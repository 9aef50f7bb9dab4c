//! Serial permission-gated dispatch.
//!
//! Branch order per call: read-only scope check, pending-approval creation,
//! audited execution, direct execution. Every executing branch funnels
//! through one pipeline: probe before, bind context, execute under timeout,
//! detect structured errors, probe after and diff, truncate, enrich.

use std::panic::AssertUnwindSafe;
use std::path::Path;
use std::sync::Arc;
use std::time::Duration;

use futures_util::FutureExt;
use serde_json::Value;

use crate::approval::{ApprovalBroker, PendingApprovalRequest};
use crate::config::{PermissionMode, TaskConfig};
use crate::context::ToolContext;
use crate::engine::parallel::panic_text;
use crate::engine::ResultEnricher;
use crate::error::TaskError;
use crate::redirect::PathRedirector;
use crate::tools::schema::{ToolRegistry, DEFAULT_RESULT_BUDGET};
use crate::tools::scope::ToolScopeView;
use crate::types::{ExecResult, FileChange, ToolInvocation};
use crate::utils::truncate_chars;
use crate::workspace::probe;
use crate::workspace::probe::WorkspaceIndex;

pub(crate) struct PermissionGate<'a> {
    pub registry: &'a dyn ToolRegistry,
    pub broker: &'a dyn ApprovalBroker,
    pub scope: &'a ToolScopeView,
    pub config: &'a TaskConfig,
    pub workspace_root: &'a Path,
    pub context: Arc<ToolContext>,
    pub redirector: Option<&'a PathRedirector>,
    pub enricher: Option<&'a dyn ResultEnricher>,
    pub call_timeout: Duration,
}

pub(crate) enum GateOutcome {
    Executed(ExecResult),
    /// A pending approval was created; the run stops after this call.
    PendingCreated {
        approval_id: String,
        result: ExecResult,
    },
}

enum ExecutionRoute {
    Direct,
    Audited,
}

impl PermissionGate<'_> {
    pub async fn dispatch(&self, task: &str, invocation: &mut ToolInvocation) -> GateOutcome {
        if !self.scope.contains(&invocation.tool) {
            return GateOutcome::Executed(ExecResult::failed(TaskError::ScopeViolation {
                tool: invocation.tool.clone(),
            }));
        }

        // Protected inputs are redirected to their working copies before any
        // branch looks at the arguments.
        let mut warnings = Vec::new();
        if let Some(redirector) = self.redirector {
            warnings = redirector.apply(&mut invocation.arguments);
        }

        let tool = invocation.tool.as_str();
        let read_only_safe = self.broker.is_read_only_safe(tool);
        let confirm_required = self.broker.is_confirm_required(tool);
        let remote = self.broker.is_remote(tool);

        // 1. Read-only mode: execute only certified-safe or allow-listed
        //    tools; everything else is rejected outright.
        if self.config.permission_mode == PermissionMode::ReadOnly
            && !read_only_safe
            && !self.config.allowed_tools.contains(&invocation.tool)
        {
            return GateOutcome::Executed(ExecResult::failed(format!(
                "tool '{tool}' is not allowed in read-only mode"
            )));
        }

        // 2. Confirm-required under the default mode blocks on approval
        //    unless the broker grants standing full access.
        if confirm_required
            && self.config.permission_mode == PermissionMode::Default
            && !self.broker.has_full_access()
        {
            let request = PendingApprovalRequest::new(task, invocation);
            return match self.broker.create_pending(request).await {
                Ok(approval_id) => {
                    let mut result = ExecResult::failed(TaskError::PendingBlocked {
                        id: approval_id.clone(),
                    });
                    result.result = self.broker.pending_blocked_message();
                    result.pending_approval_id = Some(approval_id.clone());
                    GateOutcome::PendingCreated {
                        approval_id,
                        result,
                    }
                }
                Err(error) => GateOutcome::Executed(ExecResult::failed(format!(
                    "failed to create pending approval: {error}"
                ))),
            };
        }

        // 3. Audited execution for confirm-required tools that may proceed
        //    and for audit-only tools. Remote tools audit themselves out of
        //    process, so they take the probed direct route instead.
        let route = if !remote && (confirm_required || self.broker.is_audit_only(tool)) {
            ExecutionRoute::Audited
        } else {
            // 4. Everything else, remote tools included.
            ExecutionRoute::Direct
        };

        let mut result = self.run_pipeline(invocation, route).await;
        for warning in warnings {
            result.result.push_str("\n[note] ");
            result.result.push_str(&warning);
        }
        GateOutcome::Executed(result)
    }

    /// The shared execution pipeline every executing branch funnels through.
    async fn run_pipeline(&self, invocation: &ToolInvocation, route: ExecutionRoute) -> ExecResult {
        let (before, before_partial) = probe::snapshot(self.workspace_root);
        if before_partial {
            tracing::warn!(tool = %invocation.tool, "workspace probe is partial; diff may miss effects");
        }

        let outcome = ToolContext::bind(self.context.clone(), async {
            let call = async {
                match route {
                    ExecutionRoute::Direct => {
                        self.registry
                            .call(&invocation.tool, &invocation.arguments, self.scope)
                            .await
                    }
                    ExecutionRoute::Audited => {
                        self.broker
                            .execute_and_audit(self.registry, self.scope, invocation)
                            .await
                    }
                }
            };
            tokio::time::timeout(self.call_timeout, AssertUnwindSafe(call).catch_unwind()).await
        })
        .await;

        let mut result = match outcome {
            Err(_) => ExecResult::failed(TaskError::ToolTimeout {
                tool: invocation.tool.clone(),
                secs: self.call_timeout.as_secs(),
            }),
            Ok(Err(panic)) => ExecResult::failed(TaskError::ToolFailed(panic_text(panic))),
            Ok(Ok(Err(error))) => ExecResult::failed(error),
            Ok(Ok(Ok(value))) => interpret_tool_value(value),
        };

        // Side-effect detection even when the tool reported nothing.
        let (after, _) = probe::snapshot(self.workspace_root);
        for change in WorkspaceIndex::diff(&before, &after) {
            if !result.file_changes.contains(&change) {
                result.file_changes.push(change);
            }
        }

        let budget = self
            .registry
            .get(&invocation.tool)
            .map(|descriptor| descriptor.result_budget)
            .unwrap_or(DEFAULT_RESULT_BUDGET);
        if let Some(truncated) = truncate_chars(&result.result, budget) {
            result.raw_result = Some(std::mem::replace(&mut result.result, truncated));
        }

        if let Some(enricher) = self.enricher {
            result = enricher.enrich(invocation, result);
        }
        result
    }
}

/// Interpret a tool's JSON result: a top-level `"error"` key marks a
/// structured failure; a `"file_changes"` array carries reported effects.
pub(crate) fn interpret_tool_value(value: Value) -> ExecResult {
    let file_changes = value
        .get("file_changes")
        .and_then(Value::as_array)
        .map(|entries| {
            entries
                .iter()
                .filter_map(|entry| serde_json::from_value::<FileChange>(entry.clone()).ok())
                .collect::<Vec<_>>()
        })
        .unwrap_or_default();

    if let Some(error) = value.get("error") {
        let message = match error {
            Value::String(text) => text.clone(),
            other => other.to_string(),
        };
        let mut result = ExecResult::failed(message);
        result.file_changes = file_changes;
        return result;
    }

    let text = match value {
        Value::String(text) => text,
        Value::Null => String::new(),
        other => serde_json::to_string(&other).unwrap_or_default(),
    };
    let mut result = ExecResult::ok(text);
    result.file_changes = file_changes;
    result
}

____________

PROBLEM TO SOLVE: Say how many of the lines above include the string "ToolScopeView", and give no other words.

RESULT OF THIS EXERCISE: 2